Playing 'gotcha'

7/16/2010

To hear complaints about the Obama Justice Department these days, you'd think Attorney General Eric Holder had declared war on the civil rights of white Americans.

Recently, a former lawyer for the Bush Justice Department accused the department's civil-rights division of scaling down a voter intimidation case because the accused were black and the potential victims white.

Two members of the New Black Panther Party stood outside a Philadelphia polling place on Election Day, 2008, in paramilitary garb. One brandished a billy club, looking vaguely menacing but mostly silly. The men remained outside the predominantly black polling center for a short time before police sent them away. One is alleged to have said something insulting about white people. Neither was arrested.

On the basis of a silly non-event, some on the right have invented a conspiracy theory about the Justice Department's alleged disregard for the voting rights of white people.

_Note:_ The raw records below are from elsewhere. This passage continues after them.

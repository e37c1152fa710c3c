//! Configuration for the controller
//!
//! Stored as TOML. Every field has a default, so an empty (or missing)
//! file gives the stock BlueStacks setup with the stock thresholds.

use crate::profile::{KeyTable, ProfileRegistry, DEFAULT_PROFILE};
use headsurf_core::calibration::{
    DEFAULT_JUMP_THRESHOLD, DEFAULT_SIDE_THRESHOLD, DEFAULT_SLIDE_THRESHOLD,
};
use headsurf_core::{Action, CoreError, Sensitivity, Session, ThresholdBases};
use serde::{Deserialize, Serialize};
use std::collections::BTreeMap;
use std::path::{Path, PathBuf};
use thiserror::Error;

/// Configuration problems detected at load time
#[derive(Debug, Error)]
pub enum ConfigError {
    #[error("Unknown profile \"{name}\" (available: {available})")]
    UnknownProfile { name: String, available: String },

    #[error("Profile \"{profile}\" maps {action} to unknown key \"{key}\"")]
    UnknownKey {
        profile: String,
        action: Action,
        key: String,
    },

    #[error(transparent)]
    Threshold(#[from] CoreError),

    #[error("min_confidence {0} must be within [0, 1]")]
    InvalidConfidence(f64),
}

/// Base thresholds (fractions of the frame) and the sensitivity multiplier
#[derive(Debug, Clone, Serialize, Deserialize)]
pub struct ThresholdConfig {
    /// Upward head movement needed to jump
    #[serde(default = "default_jump")]
    pub jump: f64,
    /// Downward head movement needed to slide
    #[serde(default = "default_slide")]
    pub slide: f64,
    /// Sideways head movement needed to change lane
    #[serde(default = "default_side")]
    pub side: f64,
    /// Multiplier applied to all three, snapped to 0.2 - 2.5 in 0.1 steps
    #[serde(default)]
    pub sensitivity: Sensitivity,
}

fn default_jump() -> f64 {
    DEFAULT_JUMP_THRESHOLD
}
fn default_slide() -> f64 {
    DEFAULT_SLIDE_THRESHOLD
}
fn default_side() -> f64 {
    DEFAULT_SIDE_THRESHOLD
}

impl Default for ThresholdConfig {
    fn default() -> Self {
        Self {
            jump: default_jump(),
            slide: default_slide(),
            side: default_side(),
            sensitivity: Sensitivity::default(),
        }
    }
}

impl ThresholdConfig {
    pub fn bases(&self) -> Result<ThresholdBases, CoreError> {
        ThresholdBases::new(self.jump, self.slide, self.side)
    }
}

/// Complete controller configuration
#[derive(Debug, Clone, Serialize, Deserialize)]
pub struct HeadsurfConfig {
    /// Active emulator profile
    #[serde(default = "default_profile")]
    pub profile: String,
    /// Mirror x (selfie-view camera)
    #[serde(default)]
    pub mirror: bool,
    /// Samples reporting a lower confidence count as "not detected"
    #[serde(default = "default_min_confidence")]
    pub min_confidence: f64,
    /// How long to wait for a control key after each frame
    #[serde(default = "default_control_poll_ms")]
    pub control_poll_ms: u64,
    /// Name for the virtual keyboard device
    #[serde(default = "default_device_name")]
    pub device_name: String,
    #[serde(default)]
    pub thresholds: ThresholdConfig,
    /// Extra (or overriding) profiles
    #[serde(default)]
    pub profiles: BTreeMap<String, KeyTable>,
}

fn default_profile() -> String {
    DEFAULT_PROFILE.to_string()
}
fn default_min_confidence() -> f64 {
    0.5
}
fn default_control_poll_ms() -> u64 {
    5
}
fn default_device_name() -> String {
    "headsurf virtual keyboard".to_string()
}

impl Default for HeadsurfConfig {
    fn default() -> Self {
        Self {
            profile: default_profile(),
            mirror: false,
            min_confidence: default_min_confidence(),
            control_poll_ms: default_control_poll_ms(),
            device_name: default_device_name(),
            thresholds: ThresholdConfig::default(),
            profiles: BTreeMap::new(),
        }
    }
}

impl HeadsurfConfig {
    /// Get the default config file path
    pub fn default_path() -> PathBuf {
        dirs::config_dir()
            .unwrap_or_else(|| PathBuf::from("."))
            .join("headsurf")
            .join("config.toml")
    }

    /// Load and validate config from a file, or return default if not found
    pub fn load(path: &Path) -> anyhow::Result<Self> {
        let config = if path.exists() {
            let content = std::fs::read_to_string(path)?;
            toml::from_str(&content)?
        } else {
            Self::default()
        };
        config.validate()?;
        Ok(config)
    }

    /// Save config to a file
    pub fn save(&self, path: &Path) -> anyhow::Result<()> {
        // Ensure parent directory exists
        if let Some(parent) = path.parent() {
            std::fs::create_dir_all(parent)?;
        }
        let content = toml::to_string_pretty(self)?;
        std::fs::write(path, content)?;
        Ok(())
    }

    /// Check thresholds, confidence, every profile, and the active profile name
    pub fn validate(&self) -> Result<(), ConfigError> {
        self.thresholds.bases()?;
        if !(0.0..=1.0).contains(&self.min_confidence) {
            return Err(ConfigError::InvalidConfidence(self.min_confidence));
        }
        self.registry()?.resolve(&self.profile)?;
        Ok(())
    }

    /// Builtin profiles plus the ones defined in this config
    pub fn registry(&self) -> Result<ProfileRegistry, ConfigError> {
        let mut registry = ProfileRegistry::with_builtins();
        for (name, table) in &self.profiles {
            registry.register(name, table.clone())?;
        }
        Ok(registry)
    }

    /// Key table of the active profile
    pub fn active_table(&self) -> Result<KeyTable, ConfigError> {
        Ok(self.registry()?.resolve(&self.profile)?.clone())
    }

    /// Fresh, uncalibrated session using these thresholds
    pub fn session(&self) -> Result<Session, ConfigError> {
        Ok(Session::new(self.thresholds.bases()?, self.thresholds.sensitivity))
    }
}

Just before the Bush administration left office, the civil-rights division filed charges against the two men and their party for voter intimidation. Later, the then-acting head of the civil-rights division dropped the charges against the party and one man. The U.S. Civil Rights Commission, still full of Bush administration appointees, held hearings. The complaining lawyer told his tale of woe.

Civil rights enforcement under Mr. Bush was spotty. Now, critics of the Obama Administration are sensitive to charges of voter intimidation and racial bias. Their outrage is driven more by partisan hackery than any evidence of a sustained effort to deny white people their voting rights.

There's little point in exaggerating the importance of a case when no actual harm is done. Justice is not a game of racial "gotcha."